EXTRACTED MATERIAL: Begin
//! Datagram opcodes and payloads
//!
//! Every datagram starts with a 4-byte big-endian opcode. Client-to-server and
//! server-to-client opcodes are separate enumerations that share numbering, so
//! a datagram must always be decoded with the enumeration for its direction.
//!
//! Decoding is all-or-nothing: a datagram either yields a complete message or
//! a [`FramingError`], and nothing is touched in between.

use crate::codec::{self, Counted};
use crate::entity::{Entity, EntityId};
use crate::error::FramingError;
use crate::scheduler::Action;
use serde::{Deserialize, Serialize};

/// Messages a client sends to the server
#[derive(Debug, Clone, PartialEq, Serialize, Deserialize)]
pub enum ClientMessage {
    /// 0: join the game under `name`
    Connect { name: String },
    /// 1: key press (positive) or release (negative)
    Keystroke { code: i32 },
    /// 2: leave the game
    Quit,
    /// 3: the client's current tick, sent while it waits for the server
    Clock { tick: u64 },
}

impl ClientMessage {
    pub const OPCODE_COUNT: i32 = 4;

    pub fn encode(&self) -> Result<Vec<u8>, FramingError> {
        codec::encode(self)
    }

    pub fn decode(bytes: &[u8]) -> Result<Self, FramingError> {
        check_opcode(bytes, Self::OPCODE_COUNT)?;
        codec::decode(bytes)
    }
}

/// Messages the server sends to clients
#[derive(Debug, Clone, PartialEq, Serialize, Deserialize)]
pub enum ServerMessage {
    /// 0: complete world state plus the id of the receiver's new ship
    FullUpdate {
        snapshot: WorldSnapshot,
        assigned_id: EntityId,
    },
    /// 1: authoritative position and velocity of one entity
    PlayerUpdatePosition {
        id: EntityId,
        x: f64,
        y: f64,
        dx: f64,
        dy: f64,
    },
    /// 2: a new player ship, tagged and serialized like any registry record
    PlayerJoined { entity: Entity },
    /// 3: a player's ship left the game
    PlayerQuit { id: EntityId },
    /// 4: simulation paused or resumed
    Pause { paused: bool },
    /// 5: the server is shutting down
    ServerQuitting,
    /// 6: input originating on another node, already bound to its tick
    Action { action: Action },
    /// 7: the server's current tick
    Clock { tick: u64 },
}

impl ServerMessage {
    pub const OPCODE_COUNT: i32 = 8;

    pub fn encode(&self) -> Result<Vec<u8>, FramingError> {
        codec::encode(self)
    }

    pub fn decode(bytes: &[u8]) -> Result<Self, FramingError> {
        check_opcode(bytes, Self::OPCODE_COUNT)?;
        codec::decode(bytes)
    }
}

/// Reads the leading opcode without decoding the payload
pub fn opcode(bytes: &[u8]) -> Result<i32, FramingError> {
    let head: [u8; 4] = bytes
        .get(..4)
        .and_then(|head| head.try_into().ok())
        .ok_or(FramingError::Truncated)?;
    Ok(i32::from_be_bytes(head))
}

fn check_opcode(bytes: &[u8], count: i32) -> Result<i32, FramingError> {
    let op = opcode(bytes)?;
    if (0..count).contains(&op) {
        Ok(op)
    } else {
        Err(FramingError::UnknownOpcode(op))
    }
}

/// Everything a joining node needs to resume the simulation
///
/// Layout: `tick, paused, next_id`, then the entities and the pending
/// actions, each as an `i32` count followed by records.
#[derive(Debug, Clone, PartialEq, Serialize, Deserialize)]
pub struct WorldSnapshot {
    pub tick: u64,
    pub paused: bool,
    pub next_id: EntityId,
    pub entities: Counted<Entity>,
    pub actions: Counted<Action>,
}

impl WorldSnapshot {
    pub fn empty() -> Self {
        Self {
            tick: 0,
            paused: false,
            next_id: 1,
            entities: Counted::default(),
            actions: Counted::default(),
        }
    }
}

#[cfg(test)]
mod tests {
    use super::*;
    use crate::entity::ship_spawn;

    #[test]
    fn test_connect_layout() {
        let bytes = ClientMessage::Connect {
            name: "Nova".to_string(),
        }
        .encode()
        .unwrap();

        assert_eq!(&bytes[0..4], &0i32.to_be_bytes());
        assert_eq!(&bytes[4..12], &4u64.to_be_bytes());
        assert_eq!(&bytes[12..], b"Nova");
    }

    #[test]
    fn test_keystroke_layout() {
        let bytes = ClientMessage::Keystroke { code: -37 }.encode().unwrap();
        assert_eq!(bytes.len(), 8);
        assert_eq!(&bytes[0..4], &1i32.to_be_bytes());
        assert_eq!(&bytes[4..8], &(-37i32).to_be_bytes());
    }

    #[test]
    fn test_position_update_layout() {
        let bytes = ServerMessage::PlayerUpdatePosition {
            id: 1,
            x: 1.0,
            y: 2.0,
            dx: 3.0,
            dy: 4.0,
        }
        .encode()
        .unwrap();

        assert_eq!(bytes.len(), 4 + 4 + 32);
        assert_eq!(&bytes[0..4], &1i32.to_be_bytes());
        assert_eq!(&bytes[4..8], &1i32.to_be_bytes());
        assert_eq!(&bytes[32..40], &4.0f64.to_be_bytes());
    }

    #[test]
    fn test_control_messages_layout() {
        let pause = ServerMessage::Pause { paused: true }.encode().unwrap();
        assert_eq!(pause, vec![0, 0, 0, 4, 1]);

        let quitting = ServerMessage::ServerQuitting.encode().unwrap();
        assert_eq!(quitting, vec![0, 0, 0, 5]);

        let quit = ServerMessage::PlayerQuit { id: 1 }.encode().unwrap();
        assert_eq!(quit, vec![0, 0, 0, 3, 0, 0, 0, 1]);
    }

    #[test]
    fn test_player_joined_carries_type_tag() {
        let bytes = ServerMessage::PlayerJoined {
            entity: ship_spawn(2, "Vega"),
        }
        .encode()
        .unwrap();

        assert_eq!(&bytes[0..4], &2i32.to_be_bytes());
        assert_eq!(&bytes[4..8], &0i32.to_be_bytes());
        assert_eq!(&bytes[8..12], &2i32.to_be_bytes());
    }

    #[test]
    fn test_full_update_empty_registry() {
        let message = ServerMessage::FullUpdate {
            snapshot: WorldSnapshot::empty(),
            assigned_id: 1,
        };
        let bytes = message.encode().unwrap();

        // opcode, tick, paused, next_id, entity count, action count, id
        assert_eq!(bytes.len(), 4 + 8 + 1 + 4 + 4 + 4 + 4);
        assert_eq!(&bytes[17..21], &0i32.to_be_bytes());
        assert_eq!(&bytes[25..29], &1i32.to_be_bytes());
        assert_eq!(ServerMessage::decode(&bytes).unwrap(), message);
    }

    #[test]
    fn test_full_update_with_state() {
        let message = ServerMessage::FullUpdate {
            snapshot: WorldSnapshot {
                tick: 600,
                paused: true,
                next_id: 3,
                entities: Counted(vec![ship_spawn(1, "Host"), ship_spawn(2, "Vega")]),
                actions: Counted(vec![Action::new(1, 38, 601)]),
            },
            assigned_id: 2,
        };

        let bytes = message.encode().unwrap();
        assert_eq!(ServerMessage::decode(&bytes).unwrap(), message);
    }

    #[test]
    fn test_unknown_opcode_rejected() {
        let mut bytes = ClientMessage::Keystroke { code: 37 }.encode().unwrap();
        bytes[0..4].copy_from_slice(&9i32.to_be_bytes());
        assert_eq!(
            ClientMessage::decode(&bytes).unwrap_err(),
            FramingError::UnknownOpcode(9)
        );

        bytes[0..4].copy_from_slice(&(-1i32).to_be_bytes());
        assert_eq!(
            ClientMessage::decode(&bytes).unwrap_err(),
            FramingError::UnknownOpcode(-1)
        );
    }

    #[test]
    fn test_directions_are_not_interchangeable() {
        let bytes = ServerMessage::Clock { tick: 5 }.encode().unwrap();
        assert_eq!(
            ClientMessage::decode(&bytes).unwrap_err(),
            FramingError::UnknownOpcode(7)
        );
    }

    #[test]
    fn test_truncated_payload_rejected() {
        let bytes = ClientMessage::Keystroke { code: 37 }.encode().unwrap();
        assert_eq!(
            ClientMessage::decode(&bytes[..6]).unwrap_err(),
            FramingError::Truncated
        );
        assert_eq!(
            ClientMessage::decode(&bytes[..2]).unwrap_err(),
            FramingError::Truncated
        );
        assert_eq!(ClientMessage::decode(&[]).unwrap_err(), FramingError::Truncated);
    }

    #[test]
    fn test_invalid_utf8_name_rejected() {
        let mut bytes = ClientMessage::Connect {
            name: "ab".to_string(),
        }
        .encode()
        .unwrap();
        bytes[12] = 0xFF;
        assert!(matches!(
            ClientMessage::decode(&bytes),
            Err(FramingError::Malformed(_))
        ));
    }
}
EXTRACTED MATERIAL: End
EXTRACTED MATERIAL: Begin
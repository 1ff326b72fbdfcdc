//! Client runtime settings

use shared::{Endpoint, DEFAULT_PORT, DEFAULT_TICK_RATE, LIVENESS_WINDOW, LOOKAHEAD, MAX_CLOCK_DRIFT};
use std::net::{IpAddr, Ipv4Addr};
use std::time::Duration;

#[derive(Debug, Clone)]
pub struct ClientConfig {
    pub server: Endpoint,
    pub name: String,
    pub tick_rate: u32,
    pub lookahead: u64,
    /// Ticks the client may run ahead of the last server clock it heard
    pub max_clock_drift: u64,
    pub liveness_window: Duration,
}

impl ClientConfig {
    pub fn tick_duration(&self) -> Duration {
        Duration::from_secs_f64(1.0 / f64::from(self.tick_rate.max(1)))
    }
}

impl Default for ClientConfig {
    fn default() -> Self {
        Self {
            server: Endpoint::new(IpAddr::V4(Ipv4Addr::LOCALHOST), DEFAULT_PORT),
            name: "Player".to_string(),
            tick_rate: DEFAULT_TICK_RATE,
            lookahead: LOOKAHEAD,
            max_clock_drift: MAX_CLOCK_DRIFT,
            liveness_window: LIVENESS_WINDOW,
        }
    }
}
EXTRACTED MATERIAL: End
> **WHAT YOU SHOULD DO**
Within the material above, tally each line that contains "actions" and respond with the tally only.

> **RESPONSE BOX**
4